Not sure how deep one answer can go in specifying a solution but there many best practices to follow. I take it this is what you're after as you didn't specify any particular bottlenecks.

Some quick tips would be to

  • Cache your queries:

So if there is a query run on your app, for which the data is only updated every x days, why not cache this for x days so that your db saves being hit needlessly in between? Example from the docs:

$value = Cache::remember('users', $minutes, function()
{
    return DB::table('users')->get();
});
  • Make use of queues:

It may be the case that background tasks are being run when a user, for example, updated work order (emails, calling other logic) which may take some time and causes that user to have to wait. Instead of having these tasks run at that moment and slow things down for the user, you could queue them to be run at a later point. Laravel supports many different queue drivers for this purpose. I've personally used Beanstalk but you could try something like IronMQ as well.

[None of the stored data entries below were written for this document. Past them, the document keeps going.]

impl RelayCore {
    pub fn new(lifecycle: Arc<Lifecycle>, events: EventSink, config: RelayConfig) -> Self {
        Self {
            lifecycle,
            events,
            config,
            store: TransferStore::default(),
        }
    }

    /// Crypto envelope for a session: the session cipher plus, when an
    /// encrypted room is the session's active group, that room's cipher
    /// as the outer layer. The active group is the one recorded on the
    /// session itself, so both sides agree on which key seals what even
    /// when the peer sits in several encrypted rooms.
    pub fn envelope_for(&self, record: &SessionRecord) -> CryptoEnvelope {
        let group = record
            .group
            .and_then(|group| self.lifecycle.group_cipher(group));
        CryptoEnvelope::new(record.cipher.clone(), group)
    }

    /// Dispatch one decoded message. Returns the replies to pack into
    /// the outbound envelope.
    pub fn handle(
        &self,
        conn: &mut ConnState,
        message: Message,
    ) -> Result<Vec<Message>, MurkProtocolError> {
        match message {
            Message::Handshake(handshake) => self.on_handshake(conn, handshake),
            Message::Join(join) => self.on_join(conn, join),
            Message::Quit => self.on_quit(conn),
            Message::Chat(chat) => self.on_chat(conn, chat),
            Message::Browse(browse) => self.on_forward_to(browse.peer, Message::Browse(browse)),
            Message::BrowseReply(reply) => {
                self.on_forward_to(reply.to, Message::BrowseReply(reply))
            }
            Message::ClientList => self.on_client_list(),
            Message::Search(search) => self.on_search(conn, search),
            Message::SearchReply(reply) => {
                self.on_forward_to(reply.to, Message::SearchReply(reply))
            }
            Message::Socket => {
                conn.promote = Some(Promotion::Socket);
                Ok(vec![Message::SocketAck])
            }
            Message::Tunnel => {
                conn.promote = Some(Promotion::Tunnel);
                Ok(vec![Message::TunnelAck])
            }
            Message::Ping => {
                self.touch(conn);
                Ok(vec![Message::Pong])
            }
            Message::Pong => {
                self.touch(conn);
                Ok(vec![])
            }
            Message::UploadPoll(poll) => self.on_upload_poll(poll),
            Message::UploadChunk(chunk) => self.on_upload_chunk(chunk),
            Message::Download(download) => self.on_download(download),
            // Reply-only tags arriving as requests are protocol noise.
            other => {
                tracing::debug!(tag = ?other.tag(), "ignoring unexpected message");
                Ok(vec![])
            }
        }
    }

    fn touch(&self, conn: &ConnState) {
        if let Some(session) = conn.session {
            self.lifecycle.touch_session(session);
        }
        if let Some(peer) = conn.peer {
            self.lifecycle.touch_peer(peer);
        }
    }

    // ── Handshake ──────────────────────────────────────────────────

    fn on_handshake(
        &self,
        conn: &mut ConnState,
        handshake: Handshake,
    ) -> Result<Vec<Message>, MurkProtocolError> {
        if let Some(password) = &self.config.password {
            let expected = password_proof(password);
            if handshake.credentials != Some(expected) {
                tracing::info!(peer = %handshake.peer, "handshake rejected, bad credentials");
                return Err(MurkProtocolError::Refused { status: 401 });
            }
        }

        let peer = handshake.peer;
        let cipher: Arc<dyn Cipher> = Arc::new(SymmetricCipher::new(handshake.session_key));
        let session = self.lifecycle.insert_session(peer, cipher);

        let groups = self
            .lifecycle
            .peer(peer)
            .map(|existing| existing.groups)
            .unwrap_or_default();
        self.lifecycle.upsert_peer(PeerRecord {
            peer,
            endpoint: handshake.endpoint,
            behind_relay: handshake.endpoint.is_none(),
            muted: self.lifecycle.is_muted(peer),
            last_activity: now_ms(),
            session: Some(session),
            groups,
        });

        conn.session = Some(session);
        conn.peer = Some(peer);
        self.lifecycle.mark_session_established(session);
        self.events.emit(Notice::SessionUp { peer, session });
        tracing::info!(%peer, %session, "session established");

        Ok(vec![Message::HandshakeAck(HandshakeAck { session })])
    }

    // ── Presence ───────────────────────────────────────────────────

    fn on_join(
        &self,
        conn: &mut ConnState,
        join: Join,
    ) -> Result<Vec<Message>, MurkProtocolError> {
        let peer = conn.peer.ok_or(MurkProtocolError::SessionInvalid)?;

        let group = match join.group {
            Some(group) if self.lifecycle.group(group).is_some() => group,
            _ => {
                let cipher = self.config.room_passphrases.get(&join.name).map(|pass| {
                    // The id is minted first so the key can be salted with it.
                    let group = self.lifecycle.create_or_get_group(&join.name, None);
                    (group, pass.clone())
                });
                match cipher {
                    Some((group, passphrase)) => {
                        let oracle: Arc<dyn Cipher> =
                            Arc::new(SymmetricCipher::from_passphrase(&passphrase, group));
                        self.lifecycle.set_group_cipher(group, oracle);
                        group
                    }
                    None => self.lifecycle.create_or_get_group(&join.name, None),
                }
            }
        };

        self.lifecycle.join_group(group, peer);
        // An encrypted join becomes the session's active outer layer —
        // the client swaps its own key once it has read the ack. Plain
        // rooms never touch the layer; the client keeps sealing with
        // whatever it used before.
        if self.lifecycle.group_cipher(group).is_some() {
            if let Some(session) = conn.session {
                self.lifecycle.set_session_group(session, Some(group));
            }
        }
        self.touch(conn);
        self.events.emit(Notice::PeerJoined {
            peer,
            group: Some(group),
        });
        tracing::info!(%peer, %group, room = %join.name, "peer joined room");

        let members = self
            .lifecycle
            .group_members(group)
            .into_iter()
            .filter_map(|member| self.lifecycle.peer(member))
            .map(|record| record.summary())
            .collect();
        Ok(vec![Message::JoinAck(JoinAck { group, members })])
    }

    fn on_quit(&self, conn: &mut ConnState) -> Result<Vec<Message>, MurkProtocolError> {
        if let Some(peer) = conn.peer {
            self.lifecycle.remove_peer(peer);
            self.events.emit(Notice::PeerLeft { peer });
            tracing::info!(%peer, "peer quit");
        }
        if let Some(session) = conn.session {
            self.lifecycle.remove_session(session);
            if let (Some(peer), Some(session)) = (conn.peer, conn.session) {
                self.events.emit(Notice::SessionDown { peer, session });
            }
        }
        conn.session = None;
        conn.peer = None;
        conn.closing = true;
        Ok(vec![])
    }

    fn on_client_list(&self) -> Result<Vec<Message>, MurkProtocolError> {
        let peers = self
            .lifecycle
            .peer_snapshot()
            .into_iter()
            .map(|record| record.summary())
            .collect();
        Ok(vec![Message::ClientListReply(ClientListReply { peers })])
    }

    // ── Chat & fan-out ─────────────────────────────────────────────

    fn on_chat(
        &self,
        conn: &mut ConnState,
        chat: Chat,
    ) -> Result<Vec<Message>, MurkProtocolError> {
        self.touch(conn);
        if self.lifecycle.is_muted(chat.from) {
            // Muted senders are dropped quietly, not errored.
            tracing::debug!(peer = %chat.from, "dropping chat from muted peer");
            return Ok(vec![]);
        }

        match (chat.to, chat.group) {
            (Some(to), _) => self.on_forward_to(to, Message::Chat(chat)),
            (None, Some(group)) => {
                let members = self.lifecycle.group_members(group);
                for member in members {
                    if member == chat.from {
                        continue;
                    }
                    self.forward(member, Message::Chat(chat.clone()));
                }
                Ok(vec![])
            }
            (None, None) => {
                tracing::debug!(peer = %chat.from, "chat with no recipient dropped");
                Ok(vec![])
            }
        }
    }

    fn on_search(
        &self,
        conn: &mut ConnState,
        search: Search,
    ) -> Result<Vec<Message>, MurkProtocolError> {
        self.touch(conn);
        for record in self.lifecycle.peer_snapshot() {
            if record.peer == search.from {
                continue;
            }
            self.forward(record.peer, Message::Search(search.clone()));
        }
        Ok(vec![])
    }

    fn on_forward_to(
        &self,
        to: PeerId,
        message: Message,
    ) -> Result<Vec<Message>, MurkProtocolError> {
        self.forward(to, message);
        Ok(vec![])
    }

    /// Push one message to `to` through its tunnel or delivery socket,
    /// queuing on the pending ring when no path exists.
    pub fn forward(&self, to: PeerId, message: Message) {
        match self.seal_for(to, std::slice::from_ref(&message)) {
            Ok(Some(frame)) => {
                if let Some(handle) = self.lifecycle.push_handle(to) {
                    if handle.push(frame) {
                        return;
                    }
                }
                self.lifecycle.queue_pending(to, message);
            }
            Ok(None) => {
                // No session for the recipient; queue until it returns.
                self.lifecycle.queue_pending(to, message);
            }
            Err(err) => {
                tracing::warn!(peer = %to, %err, "failed to seal forwarded message");
            }
        }
    }

    /// Flush the pending ring into a freshly registered tunnel, oldest
    /// first. Unsent messages go back to the front of the ring.
    pub fn flush_pending(&self, peer: PeerId) {
        let queued = self.lifecycle.drain_pending(peer);
        if queued.is_empty() {
            return;
        }
        tracing::debug!(%peer, count = queued.len(), "flushing pending ring into tunnel");
        let mut unsent = Vec::new();
        let mut delivering = true;
        for message in queued {
            if delivering {
                match self.seal_for(peer, std::slice::from_ref(&message)) {
                    Ok(Some(frame)) => {
                        let pushed = self
                            .lifecycle
                            .push_handle(peer)
                            .map(|handle| handle.push(frame))
                            .unwrap_or(false);
                        if pushed {
                            continue;
                        }
                        delivering = false;
                    }
                    Ok(None) => delivering = false,
                    Err(err) => {
                        tracing::warn!(%peer, %err, "seal failed during flush");
                        continue;
                    }
                }
            }
            unsent.push(message);
        }
        if !unsent.is_empty() {
            self.lifecycle.requeue_pending(peer, unsent);
        }
    }

    /// Encode + seal messages with the recipient's own session (and
    /// group) layers. `None` when the recipient has no live session.
    fn seal_for(
        &self,
        to: PeerId,
        messages: &[Message],
    ) -> Result<Option<Vec<u8>>, MurkProtocolError> {
        let Some(record) = self
            .lifecycle
            .peer(to)
            .and_then(|peer| peer.session)
            .and_then(|session| self.lifecycle.session(session))
        else {
            return Ok(None);
        };
        let frame = envelope::encode(messages)?;
        self.envelope_for(&record).seal(&frame).map(Some)
    }

    // ── Transfers ──────────────────────────────────────────────────

    fn on_upload_poll(&self, poll: UploadPoll) -> Result<Vec<Message>, MurkProtocolError> {
        if !self.config.serve_transfers {
            return Err(MurkProtocolError::Refused { status: 501 });
        }
        let chunk = self
            .store
            .poll(poll.file, poll.chunk_count, crate::fsutil::CHUNK_SIZE as u32);
        Ok(vec![Message::UploadTask(UploadTask {
            file: poll.file,
            chunk,
        })])
    }

    fn on_upload_chunk(&self, chunk: UploadChunk) -> Result<Vec<Message>, MurkProtocolError> {
        if !self.config.serve_transfers {
            return Err(MurkProtocolError::Refused { status: 501 });
        }
        let complete = self.store.put(chunk.file, chunk.chunk, chunk.data);
        if complete {
            tracing::info!(file = %chunk.file, "relay holds complete file");
        }
        Ok(vec![Message::UploadChunkAck(UploadChunkAck {
            file: chunk.file,
            chunk: chunk.chunk,
        })])
    }

    fn on_download(&self, download: Download) -> Result<Vec<Message>, MurkProtocolError> {
        let data = self.store.get(download.file, download.chunk);
        let redirect = match (&data, self.config.transfer_redirect) {
            (None, Some(target)) => Some(target),
            _ => None,
        };
        Ok(vec![Message::DownloadReply(DownloadReply {
            file: download.file,
            chunk: download.chunk,
            data,
            redirect,
        })])
    }
}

Basic usage with Beanstalk: change /app/config/queue.php to specify your default queue driver and any config, including the name of a queue:

'default' => 'beanstalkd',


'beanstalkd' => array(
        'driver' => 'beanstalkd',
        'host'   => 'localhost',
        'queue'  => array('default','SendEmail'),
    ),

Then, within your controller, you could do the following to push to that queue:

Queue::push('SendEmail', array('message' => 'Something...'));

FYI, Fideloper has an excellent tutorial on this.

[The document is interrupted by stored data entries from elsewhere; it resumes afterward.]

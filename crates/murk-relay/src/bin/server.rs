//! Murk relay server binary.
//!
//! Configuration comes from the command line and environment:
//!
//! ```text
//! server [BIND_ADDR]
//!
//! MURK_BIND              bind address (default 0.0.0.0:4040)
//! MURK_PASSWORD          relay password (proof required at handshake)
//! MURK_ROOMS             encrypted rooms, "name=passphrase,..." pairs
//! MURK_REDIRECT          relay to redirect unknown downloads to
//! MURK_SERVE_TRANSFERS   "0" to refuse chunk storage (default on)
//! RUST_LOG               tracing filter (default "info")
//! ```

use std::collections::HashMap;
use std::net::SocketAddr;

use anyhow::Context;

use murk_relay::{RelayServer, RelayServerConfig};

fn env_opt(name: &str) -> Option<String> {
    std::env::var(name).ok().filter(|value| !value.is_empty())
}

fn parse_rooms(raw: &str) -> anyhow::Result<HashMap<String, String>> {
    let mut rooms = HashMap::new();
    for pair in raw.split(',').filter(|pair| !pair.is_empty()) {
        let (name, passphrase) = pair
            .split_once('=')
            .with_context(|| format!("MURK_ROOMS entry {pair:?} is not name=passphrase"))?;
        rooms.insert(name.to_string(), passphrase.to_string());
    }
    Ok(rooms)
}

fn load_config() -> anyhow::Result<RelayServerConfig> {
    let bind: SocketAddr = std::env::args()
        .nth(1)
        .or_else(|| env_opt("MURK_BIND"))
        .unwrap_or_else(|| "0.0.0.0:4040".to_string())
        .parse()
        .context("invalid bind address")?;

    let mut config = RelayServerConfig::new(bind);
    config.password = env_opt("MURK_PASSWORD");
    if let Some(rooms) = env_opt("MURK_ROOMS") {
        config.room_passphrases = parse_rooms(&rooms)?;
    }
    if let Some(redirect) = env_opt("MURK_REDIRECT") {
        config.transfer_redirect = Some(redirect.parse().context("invalid MURK_REDIRECT")?);
    }
    if env_opt("MURK_SERVE_TRANSFERS").as_deref() == Some("0") {
        config.serve_transfers = false;
    }
    Ok(config)
}

#[tokio::main]
async fn main() -> anyhow::Result<()> {
    tracing_subscriber::fmt()
        .with_env_filter(
            tracing_subscriber::EnvFilter::try_from_default_env()
                .unwrap_or_else(|_| "info".into()),
        )
        .with_writer(std::io::stderr)
        .init();

    let config = load_config()?;
    let (server, mut notices) = RelayServer::spawn(config).await?;
    eprintln!("murk-relay v{}", env!("CARGO_PKG_VERSION"));
    eprintln!("listening on {}", server.local_addr());

    // Drain notices into the log so the channel never backs up.
    tokio::spawn(async move {
        while let Some(notice) = notices.recv().await {
            tracing::debug!(?notice, "relay notice");
        }
    });

    server.run_until_ctrl_c().await?;
    Ok(())
}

  • Be wary of the n+1 problem and use eager loading:

The docs explain this issue.

  • Consider switching to a NoSql database like MongoDB (depends entirely on requirements):

As I mentioned, this depends entirely on your app and what you're doing but using a NoSql database over MySQL has its merits in certain cases. You could make use of sharding and replication to help with scaling your app with MongoDB but ofcourse aren't limited to mongo alone.

There are many other things you can do, but with the above tips alone, I think you could make your app significantly faster and more efficient.

OTHER TIPS

Make sure too your most used tables are Innodb and not MyIsam to avoid table locking.

For MyIsam table when a row is inserted or updated, all other changes to that table are held up until that request has been completed.